Learn about on-campus housing and apply online. 

SFSU Art students create an extraordinary exhibition exploring the ordinary

SFSU Fine Arts Gallery showcases findings from grant-funded Office for the Study of the Ordinary 

In these extraordinary times, we can learn something by stepping back and exploring the ordinary. At San Francisco State University, about 100 students led by an artist-in-residence have investigated the everyday, creating new works of art in a “fake” department called The Office for the Study of the Ordinary.  

A culminating exhibition in the SFSU Fine Arts Gallery showcases the processes, artifacts and printed material compiled over the past year by 150 overall participants. “Objects of Inquiry: The Office for the Study of the Ordinary” is on display Saturday, Feb. 22 – Saturday, April 5. Admission is free. 

“Bureaucracy and art seemingly wouldn’t mesh. Put them together and something weird comes out,” said Liz Hernández, the Harker Artist-in-Residence at SFSU, a position made possible by the Harker Fund at the San Francisco Foundation. “The ordinary can be extraordinary if you shift your focus.” 

Hernández worked alongside students in their classes for one to two weeks at a time to create collaborative art projects. Supplied with lab coats, magnifying glasses and measuring tape, students strolled the campus and took pictures of their observations. They created ID cards with fictional job titles for themselves: fantastical daydreamer, termite enthusiast, dust collector and so on.

About 12 students in an art studio work on a sculpture of an alligator surrounded by flowers and laying on a stretcher

Photo by Liz Hernández

Student Nanako Nirei has contributed an acrylic drawing for a large-scale comic about SFSU’s mascot, depicted as a fictional character named Al the Gator. Nirei is enrolled in the Art 619 “Exhibition Design” course that is responsible for installing and promoting “Objects of Inquiry.” 

“This is the first time I’ve been part of a big show,” she said. “I’m honored being in it and helping put everything up.” 

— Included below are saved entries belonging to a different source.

use std::collections::BTreeMap;
use std::fmt;

use super::types::ResponseTimings;

pub const REPORTED_PERCENTILES: [u8; 9] = [50, 66, 75, 80, 90, 95, 98, 99, 100];

/// Total latency at each reported percentile, in milliseconds.
#[derive(Debug, Clone, Default, PartialEq, Eq)]
pub struct LatencyPercentiles {
    values: BTreeMap<u8, u64>,
}

impl LatencyPercentiles {
    #[must_use]
    pub fn build(timings: &ResponseTimings) -> Self {
        let mut samples: Vec<u64> = timings
            .timings()
            .map(|timing| u64::try_from(timing.total().as_millis()).unwrap_or(u64::MAX))
            .collect();
        Self::from_samples(&mut samples)
    }

    pub fn from_samples(samples: &mut [u64]) -> Self {
        samples.sort_unstable();
        let values = REPORTED_PERCENTILES
            .iter()
            .filter_map(|percent| percentile(samples, *percent).map(|value| (*percent, value)))
            .collect();
        Self { values }
    }

    #[must_use]
    pub fn get(&self, percent: u8) -> Option<u64> {
        self.values.get(&percent).copied()
    }

    #[must_use]
    pub fn is_empty(&self) -> bool {
        self.values.is_empty()
    }
}

/// Nearest-rank percentile that averages the two neighbouring samples when
/// the rank falls between them. `sorted` must be ascending.
fn percentile(sorted: &[u64], percent: u8) -> Option<u64> {
    let len = sorted.len();
    if len == 0 {
        return None;
    }
    if len == 1 {
        return sorted.first().copied();
    }
    let scaled = len.saturating_mul(usize::from(percent));
    let whole = scaled / 100;
    let has_fraction = scaled % 100 != 0;

    if !has_fraction {
        return sorted.get(whole.saturating_sub(1)).copied();
    }
    if whole == 0 {
        return sorted.first().copied();
    }
    let lower = sorted.get(whole.saturating_sub(1)).copied()?;
    let upper = sorted.get(whole).copied().unwrap_or(lower);
    Some(lower.saturating_add(upper) / 2)
}

impl fmt::Display for LatencyPercentiles {
    fn fmt(&self, f: &mut fmt::Formatter<'_>) -> fmt::Result {
        for (percent, millis) in &self.values {
            writeln!(f, "{}th: {}ms", percent, millis)?;
        }
        Ok(())
    }
}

Upon entry to “Objects of Inquiry,” visitors are greeted at a reception desk assembled with old furniture from campus storage. They are then led on a self-guided tour highlighted by a false tale involving student protests against inhumane treatment of an alligator housed on the SFSU campus. (For the record, this never actually happened; fakeness and subversion are hallmarks of Hernández’s art). Hernández created a life-sized sculpture of an alligator with angel wings, laying on a stretcher.   

“I wanted to show the legacy of student-led protests at SF State. I was surprised that so many students didn’t know about it,” Hernández said. “I like to tell stories to the world through fiction in a way that doesn’t damage anyone, but gets you to think.” 

Collaborating with students has been the most rewarding part of Hernández’s residency, she says: “I’ve learned so much from the students. There are small moments of tenderness and vulnerability. I’d never expect students to open up that way.” 

An opening reception for “Objects of Inquiry” will be held Feb. 22, 1 – 3 p.m. Regular hours for the Fine Arts Gallery are Tuesdays – Fridays, noon – 4 p.m. 

Learn more about the SFSU School of Art. 

SFSU students, alumni contribute to animated opera

Pocket Opera collaboration brings Animation students into new film adaptation of Mozart’s ‘The Magic Flute’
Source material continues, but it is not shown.